A notre premier entretien avec France Loire, son directeur général a passé un peu plus d'une heure à nous vanter l'humanisme de sa société, avant de nous expliquer qu'ils étaient aussi des gens très sérieux, et qu'ils avaient donc déjà enclenché des poursuites contre nous.
La qualité de leur discours social était en effet au moins au niveau d'une pub pour la lessive. On nous a par exemple expliqué qu'il ne fallait pas trop de gens différents à Bourges, sinon cela risquerait de faire gonfler le FN. Appliquer une politique raciste pour ne pas voir le FN au pouvoir, cohérent...

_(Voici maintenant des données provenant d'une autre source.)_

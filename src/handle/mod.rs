//! File handles: a read cursor or an upload pipeline bound to a shared
//! connection.
//!
//! Write handles are sequential. Bytes go through an `UploadPipeline`, so a
//! successful `write` only means the data was buffered or dispatched; call
//! `sync` or `close` to learn whether it reached the server.

pub mod upload;

use std::io::{self, SeekFrom};
use std::sync::Arc;
use std::time::SystemTime;

use crate::client::Connection;
use crate::error::SshfsError;
use crate::session::FileAttributes;

use self::upload::{ChunkSink, UploadPipeline};

#[derive(Debug, Clone, Copy, PartialEq, Eq)]
pub enum HandleMode {
    Read,
    Write,
}

pub struct FileHandle {
    conn: Arc<Connection>,
    path: String,
    mode: HandleMode,
    position: u64,
    upload: Option<UploadPipeline>,
    stats: Option<FileAttributes>,
    closed: bool,
}

impl std::fmt::Debug for FileHandle {
    fn fmt(&self, f: &mut std::fmt::Formatter<'_>) -> std::fmt::Result {
        f.debug_struct("FileHandle")
            .field("path", &self.path)
            .field("mode", &self.mode)
            .field("position", &self.position)
            .field("closed", &self.closed)
            .finish()
    }
}

impl FileHandle {
    /// Open `path` for range reads. The file must exist.
    pub fn open_read(conn: Arc<Connection>, path: impl Into<String>) -> Result<Self, SshfsError> {
        let path = path.into();
        let stats = conn.get_file_stats(&path)?;
        tracing::debug!(path = %path, size = stats.len(), "Opened for reading");
        Ok(Self {
            conn,
            path,
            mode: HandleMode::Read,
            position: 0,
            upload: None,
            stats: Some(stats),
            closed: false,
        })
    }

    /// Open `path` for sequential writing. The remote file is created or
    /// truncated by the first chunk, at the latest on `close`.
    pub fn open_write(conn: Arc<Connection>, path: impl Into<String>) -> Result<Self, SshfsError> {
        let path = path.into();
        if !conn.is_connected() {
            return Err(SshfsError::NotConnected {
                host: conn.params().host.clone(),
                port: conn.params().port,
            });
        }
        let params = conn.params();
        let sink: Arc<dyn ChunkSink> = Arc::clone(&conn) as Arc<dyn ChunkSink>;
        let upload = UploadPipeline::new(
            path.clone(),
            sink,
            params.chunk_size,
            params.max_concurrent_uploads,
        );
        tracing::debug!(
            path = %path,
            chunk_size = params.chunk_size,
            max_concurrent_uploads = params.max_concurrent_uploads,
            "Opened for writing"
        );
        Ok(Self {
            conn,
            path,
            mode: HandleMode::Write,
            position: 0,
            upload: Some(upload),
            stats: None,
            closed: false,
        })
    }

    pub fn path(&self) -> &str {
        &self.path
    }

    pub fn mode(&self) -> HandleMode {
        self.mode
    }

    pub fn position(&self) -> u64 {
        self.position
    }

    pub fn is_closed(&self) -> bool {
        self.closed
    }

    pub fn connection(&self) -> &Arc<Connection> {
        &self.conn
    }

    fn ensure_open(&self) -> Result<(), SshfsError> {
        if self.closed {
            return Err(SshfsError::HandleClosed {
                path: self.path.clone(),
            });
        }
        Ok(())
    }

    fn pipeline(&mut self) -> Result<&mut UploadPipeline, SshfsError> {
        self.ensure_open()?;
        match self.upload.as_mut() {
            Some(upload) => Ok(upload),
            None => Err(SshfsError::NotWritable {
                path: self.path.clone(),
            }),
        }
    }

    pub fn write(&mut self, data: &[u8]) -> Result<usize, SshfsError> {
        let n = self.pipeline()?.write(data)?;
        self.position += n as u64;
        Ok(n)
    }

    /// Read at the cursor and advance it. Returns 0 at end of file.
    pub fn read(&mut self, buf: &mut [u8]) -> Result<usize, SshfsError> {
        self.ensure_open()?;
        if self.mode == HandleMode::Write {
            return Err(SshfsError::NotReadable {
                path: self.path.clone(),
            });
        }
        let n = self.conn.read_into(&self.path, self.position, buf)?;
        self.position += n as u64;
        Ok(n)
    }

    /// Move the cursor to `offset`.
    ///
    /// Write handles only accept their current position.
    pub fn seek(&mut self, offset: u64) -> Result<u64, SshfsError> {
        self.ensure_open()?;
        if self.mode == HandleMode::Write && offset != self.position {
            return Err(SshfsError::SeekUnsupported {
                path: self.path.clone(),
                offset,
                position: self.position,
            });
        }
        self.position = offset;
        Ok(offset)
    }

    /// Dispatch buffered bytes without waiting. A no-op for read handles.
    pub fn flush(&mut self) -> Result<(), SshfsError> {
        self.ensure_open()?;
        match self.upload.as_mut() {
            Some(upload) => upload.flush(),
            None => Ok(()),
        }
    }

    /// Flush and wait until every dispatched chunk has been written.
    pub fn sync(&mut self) -> Result<(), SshfsError> {
        self.ensure_open()?;
        match self.upload.as_mut() {
            Some(upload) => {
                upload.sync()?;
                self.stats = None;
                Ok(())
            }
            None => Ok(()),
        }
    }

    /// Finish all uploads and release the handle.
    ///
    /// The handle is closed even when this returns an error; closing twice
    /// is a no-op.
    pub fn close(&mut self) -> Result<(), SshfsError> {
        if self.closed {
            return Ok(());
        }
        self.closed = true;
        self.stats = None;
        let result = match self.upload.as_mut() {
            Some(upload) => upload.close(),
            None => Ok(()),
        };
        match &result {
            Ok(()) => tracing::debug!(path = %self.path, bytes = self.progress(), "Closed"),
            Err(e) => tracing::warn!(path = %self.path, error = %e, "Close failed"),
        }
        result
    }

    /// Bytes written so far (write handles) or the read cursor (read handles).
    pub fn progress(&self) -> u64 {
        match &self.upload {
            Some(upload) => upload.progress(),
            None => self.position,
        }
    }

    /// Remote attributes, fetched on first use and cached until the handle
    /// changes the file.
    pub fn cached_stats(&mut self) -> Result<FileAttributes, SshfsError> {
        if let Some(stats) = self.stats {
            return Ok(stats);
        }
        let stats = self.conn.get_file_stats(&self.path)?;
        self.stats = Some(stats);
        Ok(stats)
    }

    /// Current size of the file.
    ///
    /// For write handles this is at least the bytes written so far, and falls
    /// back to that when the remote file does not exist yet.
    pub fn file_size(&mut self) -> Result<u64, SshfsError> {
        match self.mode {
            HandleMode::Read => Ok(self.cached_stats()?.len()),
            HandleMode::Write => {
                let written = self.progress();
                match self.conn.get_file_stats(&self.path) {
                    Ok(stats) => Ok(stats.len().max(written)),
                    Err(e) => {
                        tracing::trace!(path = %self.path, error = %e, "No remote size yet");
                        Ok(written)
                    }
                }
            }
        }
    }

    pub fn last_modified(&mut self) -> Result<Option<SystemTime>, SshfsError> {
        Ok(self.cached_stats()?.modified())
    }

    /// Resize the remote file. Pending uploads are synced first.
    ///
    /// The cursor moves to `size`; later writes append from there.
    pub fn truncate(&mut self, size: u64) -> Result<(), SshfsError> {
        self.pipeline()?.sync()?;
        self.conn.truncate_file(&self.path, size)?;
        self.pipeline()?.rebase(size);
        self.position = size;
        self.stats = None;
        Ok(())
    }
}

impl Drop for FileHandle {
    fn drop(&mut self) {
        if !self.closed {
            if let Err(e) = self.close() {
                tracing::warn!(path = %self.path, error = %e, "Handle dropped with failed uploads");
            }
        }
    }
}

impl io::Read for FileHandle {
    fn read(&mut self, buf: &mut [u8]) -> io::Result<usize> {
        FileHandle::read(self, buf).map_err(io::Error::from)
    }
}

impl io::Write for FileHandle {
    fn write(&mut self, buf: &[u8]) -> io::Result<usize> {
        FileHandle::write(self, buf).map_err(io::Error::from)
    }

    fn flush(&mut self) -> io::Result<()> {
        FileHandle::flush(self).map_err(io::Error::from)
    }
}

impl io::Seek for FileHandle {
    fn seek(&mut self, pos: SeekFrom) -> io::Result<u64> {
        let target = match pos {
            SeekFrom::Start(offset) => Some(offset),
            SeekFrom::Current(delta) => self.position.checked_add_signed(delta),
            SeekFrom::End(delta) => {
                let size = self.file_size().map_err(io::Error::from)?;
                size.checked_add_signed(delta)
            }
        };
        match target {
            Some(offset) => FileHandle::seek(self, offset).map_err(io::Error::from),
            None => Err(io::Error::new(
                io::ErrorKind::InvalidInput,
                "invalid seek to a negative or overflowing position",
            )),
        }
    }
}
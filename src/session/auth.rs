//! Authentication method selection.
//!
//! Exactly one method is attempted per connect. The first explicitly
//! configured method wins and a failure is final; there is no cascade from
//! password to key to agent. Only when nothing is configured do we probe the
//! ambient agent advertised by `SSH_AUTH_SOCK`.

use std::path::{Path, PathBuf};

use crate::config::types::Credentials;

/// The method chosen for a connect attempt.
#[derive(Debug, Clone, Copy, PartialEq, Eq)]
pub enum AuthMethod {
    Password,
    PublicKey,
    /// Agent requested explicitly by the caller.
    Agent,
    /// Agent found via `SSH_AUTH_SOCK` with nothing else configured.
    AmbientAgent,
}

/// The subset of session operations authentication needs.
///
/// Each call returns `Err(reason)` if the server did not accept it.
pub trait AuthSession {
    fn auth_password(&self, user: &str, password: &str) -> Result<(), String>;
    fn auth_key_file(
        &self,
        user: &str,
        public_key: Option<&Path>,
        private_key: &Path,
        passphrase: Option<&str>,
    ) -> Result<(), String>;
    fn auth_agent(&self, user: &str) -> Result<(), String>;
}

/// Whether an SSH agent socket is advertised in the environment.
pub fn agent_socket_present() -> bool {
    std::env::var_os("SSH_AUTH_SOCK").is_some_and(|s| !s.is_empty())
}

/// Pick the single method to try.
pub fn plan_authentication(creds: &Credentials, agent_available: bool) -> Result<AuthMethod, String> {
    if creds.password.as_ref().is_some_and(|p| !p.is_empty()) {
        return Ok(AuthMethod::Password);
    }
    if creds
        .key_path
        .as_ref()
        .is_some_and(|p| !p.as_os_str().is_empty())
    {
        return Ok(AuthMethod::PublicKey);
    }
    if creds.use_agent {
        if agent_available {
            return Ok(AuthMethod::Agent);
        }
        return Err("SSH agent requested but SSH_AUTH_SOCK is not set".to_string());
    }
    if agent_available {
        return Ok(AuthMethod::AmbientAgent);
    }
    Err("no authentication method configured (password, key file or agent)".to_string())
}

/// The `.pub` file next to a private key, if there is one.
pub fn public_key_for(private_key: &Path) -> Option<PathBuf> {
    let mut name = private_key.as_os_str().to_owned();
    name.push(".pub");
    let public = PathBuf::from(name);
    public.is_file().then_some(public)
}

/// Authenticate `user` with the planned method.
pub fn authenticate<S: AuthSession + ?Sized>(
    session: &S,
    user: &str,
    creds: &Credentials,
    agent_available: bool,
) -> Result<AuthMethod, String> {
    let method = plan_authentication(creds, agent_available)?;
    match method {
        AuthMethod::Password => {
            let password = creds.password.as_deref().map(String::as_str).unwrap_or_default();
            session.auth_password(user, password)?;
        }
        AuthMethod::PublicKey => {
            let private_key = creds.key_path.as_deref().unwrap_or(Path::new(""));
            let public_key = public_key_for(private_key);
            tracing::debug!(
                key = %private_key.display(),
                public_key = public_key.is_some(),
                "Trying public key authentication"
            );
            session.auth_key_file(
                user,
                public_key.as_deref(),
                private_key,
                creds.key_passphrase.as_deref().map(String::as_str),
            )?;
        }
        AuthMethod::Agent => session.auth_agent(user)?,
        AuthMethod::AmbientAgent => {
            tracing::warn!(
                "No credentials configured; falling back to the agent at SSH_AUTH_SOCK. \
                 Pass --agent to make this explicit."
            );
            session.auth_agent(user)?;
        }
    }
    tracing::debug!(user, method = ?method, "Authenticated");
    Ok(method)
}

#[cfg(test)]
mod tests {
    use super::*;
    use std::cell::RefCell;
    use tempfile::TempDir;
    use zeroize::Zeroizing;

    /// Records every attempt and rejects according to its flags.
    #[derive(Default)]
    struct RecordingSession {
        attempts: RefCell<Vec<&'static str>>,
        reject: bool,
        seen_public_key: RefCell<Option<PathBuf>>,
    }

    impl AuthSession for RecordingSession {
        fn auth_password(&self, _user: &str, _password: &str) -> Result<(), String> {
            self.attempts.borrow_mut().push("password");
            if self.reject {
                Err("password rejected".into())
            } else {
                Ok(())
            }
        }

        fn auth_key_file(
            &self,
            _user: &str,
            public_key: Option<&Path>,
            _private_key: &Path,
            _passphrase: Option<&str>,
        ) -> Result<(), String> {
            self.attempts.borrow_mut().push("key");
            *self.seen_public_key.borrow_mut() = public_key.map(Path::to_path_buf);
            if self.reject {
                Err("key rejected".into())
            } else {
                Ok(())
            }
        }

        fn auth_agent(&self, _user: &str) -> Result<(), String> {
            self.attempts.borrow_mut().push("agent");
            if self.reject {
                Err("agent rejected".into())
            } else {
                Ok(())
            }
        }
    }

    fn creds(password: Option<&str>, key: Option<&str>, agent: bool) -> Credentials {
        Credentials {
            password: password.map(|p| Zeroizing::new(p.to_string())),
            key_path: key.map(PathBuf::from),
            key_passphrase: None,
            use_agent: agent,
        }
    }

    #[test]
    fn password_beats_key_and_agent() {
        let c = creds(Some("pw"), Some("/k/id_ed25519"), true);
        assert_eq!(plan_authentication(&c, true), Ok(AuthMethod::Password));
    }

    #[test]
    fn wrong_password_does_not_fall_through_to_key() {
        let session = RecordingSession {
            reject: true,
            ..Default::default()
        };
        let c = creds(Some("wrong"), Some("/k/id_ed25519"), false);
        let err = authenticate(&session, "alice", &c, true).unwrap_err();
        assert!(err.contains("password rejected"));
        assert_eq!(*session.attempts.borrow(), vec!["password"]);
    }

    #[test]
    fn empty_password_is_ignored() {
        let c = creds(Some(""), Some("/k/id_rsa"), false);
        assert_eq!(plan_authentication(&c, false), Ok(AuthMethod::PublicKey));
    }

    #[test]
    fn explicit_agent_needs_socket() {
        let c = creds(None, None, true);
        assert_eq!(plan_authentication(&c, true), Ok(AuthMethod::Agent));
        assert!(plan_authentication(&c, false).unwrap_err().contains("SSH_AUTH_SOCK"));
    }

    #[test]
    fn ambient_agent_only_without_explicit_methods() {
        let c = creds(None, None, false);
        assert_eq!(plan_authentication(&c, true), Ok(AuthMethod::AmbientAgent));
        assert!(plan_authentication(&c, false)
            .unwrap_err()
            .contains("no authentication method"));
    }

    #[test]
    fn key_auth_passes_sibling_public_key() {
        let tmp = TempDir::new().unwrap();
        let private = tmp.path().join("id_ed25519");
        std::fs::write(&private, "private").unwrap();
        std::fs::write(tmp.path().join("id_ed25519.pub"), "public").unwrap();

        let session = RecordingSession::default();
        let c = creds(None, Some(private.to_str().unwrap()), false);
        let method = authenticate(&session, "alice", &c, false).unwrap();
        assert_eq!(method, AuthMethod::PublicKey);
        assert_eq!(
            session.seen_public_key.borrow().as_deref(),
            Some(tmp.path().join("id_ed25519.pub").as_path())
        );
    }

    #[test]
    fn key_without_public_file_passes_none() {
        let tmp = TempDir::new().unwrap();
        let private = tmp.path().join("id_rsa");
        std::fs::write(&private, "private").unwrap();
        assert!(public_key_for(&private).is_none());
    }
}
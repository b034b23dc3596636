//! One authenticated SSH connection plus its SFTP sub-session pool.
//!
//! # Locking
//!
//! Three locks, always taken in this order and never in reverse:
//!
//! 1. `read_lock`: serializes range reads across every handle sharing the
//!    connection, for servers with tight concurrent-channel limits.
//! 2. the pool's internal lock, held only while taking or returning a
//!    sub-session.
//! 3. `state`: the session lock. Connection-level operations hold it for
//!    every call into the remote session. A sub-session borrowed directly
//!    through `borrow_session` is used without it.

use std::io::ErrorKind;
use std::sync::atomic::{AtomicBool, Ordering};
use std::sync::{Arc, Mutex, MutexGuard};
use std::time::{Duration, Instant};

use crate::client::pool::{Pooled, SessionPool};
use crate::config::types::{ConnectionKey, ConnectionParams};
use crate::error::{SshfsError, SFTP_FILE_ALREADY_EXISTS};
use crate::handle::upload::ChunkSink;
use crate::session::ssh2::Ssh2Connector;
use crate::session::{
    CommandChannel, Connector, FileAttributes, OpenMode, RemoteFile, SftpSession, SshSession,
};

/// Host name fragments of providers whose servers allow so few concurrent
/// channels that command-streamed reads do more harm than good.
const RESTRICTED_PROVIDERS: &[&str] = &["storagebox.de", "your-storagebox.de"];

/// Probe used to detect whether the server runs commands at all.
const PROBE_COMMAND: &str = "pwd";

/// Whether `host` belongs to a provider with restrictive channel limits.
pub fn is_restricted_provider(host: &str) -> bool {
    let host = host.to_ascii_lowercase();
    RESTRICTED_PROVIDERS.iter().any(|p| host.contains(p))
}

#[derive(Debug, Clone, Copy, PartialEq, Eq)]
enum Lifecycle {
    Idle,
    Connected,
    Closed,
}

struct SessionState {
    session: Option<Box<dyn SshSession>>,
    lifecycle: Lifecycle,
}

pub struct Connection {
    params: ConnectionParams,
    connector: Arc<dyn Connector>,
    state: Mutex<SessionState>,
    pool: SessionPool<Box<dyn SftpSession>>,
    read_lock: Mutex<()>,
    supports_commands: AtomicBool,
    /// Only ever goes from false to true.
    fast_path_disabled: AtomicBool,
}

impl std::fmt::Debug for Connection {
    fn fmt(&self, f: &mut std::fmt::Formatter<'_>) -> std::fmt::Result {
        f.debug_struct("Connection")
            .field("key", &self.params.key().to_string())
            .field("connected", &self.is_connected())
            .field("supports_commands", &self.supports_commands())
            .field("fast_path_disabled", &self.fast_path_disabled())
            .finish()
    }
}
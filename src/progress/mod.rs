pub mod bar;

On nous a aussi expliqué qu'à cause de nous, l'argent des locations des HLM, donc l'argent des pauvres, allait devoir être utilisé pour murer l'immeuble. Quels salauds nous sommes ! Sauf qu'à la fin de la même réunion, un autre intervenant a expliqué qu'ils devaient de toutes façons le faire depuis longtemps car l'immeuble était squatté, et que cela a juste du être précipité. En vérité, les nouveaux propriétaires du bâtiment ont laissé une famille en contrat de bail avec eux vivre au milieu des ordures pendant des mois, au lieu de faire leur travail, et c'est quand nous sommes venus qu'ils ont commencé à condamner les autres appartements (dont deux au premier étage qui étaient jonchés d'ordures comme la cage d'escalier, que nous avons nettoyés nous-mêmes).
On nous a ensuite proposé de les renseigner sur les gens habitant dans l'appartement, car après tout, étant en contact avec toutes les associations hébergeant des demandeurs d'asile, ils pourraient peut-être faire quelque chose.
Leur insistance sur les personnes présentes dans l'appartement, sur leur situation administrative nous ont paru louches. Après tout, c'est vrai qu'ils nous ont aussi dit être en contact avec la préfecture. Mais du coup il devenait assez évident qu'ils récoltaient surtout des noms pour la préfecture et l'huissier de justice, et que nos noms à nous marqués sur la porte intéressaient assez peu pour ça. Nous avons quand même tout fait pour croire qu'ils étaient sincère, et nous avons préparé une liste de personnes en situation de précarité et logeant tour à tour à l'appartement selon qu'ils soient pris ou non à l'abri de nuit.
L'huissier de justice est passé aux appartements le lundi suivant accompagné des gens de France Loire et d'un policier.
Le vendredi suivant à 6h du matin, la police a expulsé violemment la dizaine de personnes logeant dans les deux appartements occupés aux Dumones à Bourges. Les migrants ont passé 4 heures en garde à vue. Cela s'est produit alors que le soir même, le CODAC était convié avec la coordination du Berry à rencontrer les services de la cohésion sociale et de la protection de la population à la préfecture. Cela s'est produit alors que les enfants de 3, 6 et 9 ans logés dans l'appartement avaient fait leur rentrée à l'école voisine, faute d'autre solution. France Loire a dès le début porté plainte et n'a eu aucun souci réel de la situation des mal logés à Bourges, voulant uniquement vider ces bâtiments promis à la démolition (ou à la réhabilitation comme ils le prétendent aujourd'hui de façon contradictoire). Il faut savoir qu'une famille encore en contrat de bail vit au premier étage de ce bâtiment. Il n'y avait donc aucune urgence, sauf celle de préserver l'ordre inégalitaire et le droit de propriété, pour remettre des gens à la rue. Depuis des mois, quasiment aucune des personnes que l'on fréquente n'a vu de place s'ouvrir en CADA (hébergement adapté). L'hébergement d'urgence à Bourges n'offre que quinze places pleines tous les jours. Nous avons rencontré une femme avec un bébé de 3 mois ayant passé 2 nuits à dormir à la gare, puis une nuit à finir par demander un lit aux urgences de l’hôpital alors qu'elle avait passé toute la journée à essayer d'obtenir de l'aide des services adaptés. Bref, les pouvoirs publics préfèrent la répression au règlement de situations sociales. Les pouvoirs publics protègent le droit de propriété plutôt que la population. Les demandeurs d'asile voient leurs droits humains bafoués. Ils ne sont donc pas considérés comme des humains par l'Etat français.
On attend confirmation que la mère de famille et ses trois enfants peuvent rester en appartement thérapeutique. Samy et Léonel qu'on nous a promis avoir une place en CADA à Orléans se retrouvent à St Jean de Braye au PRAHDA (ne vomissez pas) ! Tous les autres qui sont passés par le squat sont retournés à la rue. Une personne a été blessée au doigt pendant l'évacuation violente et a dû être emmenée à l'hopital de Tours pour être opéré. Avant ça, il a passé 4h en garde à vue sans voir un médecin.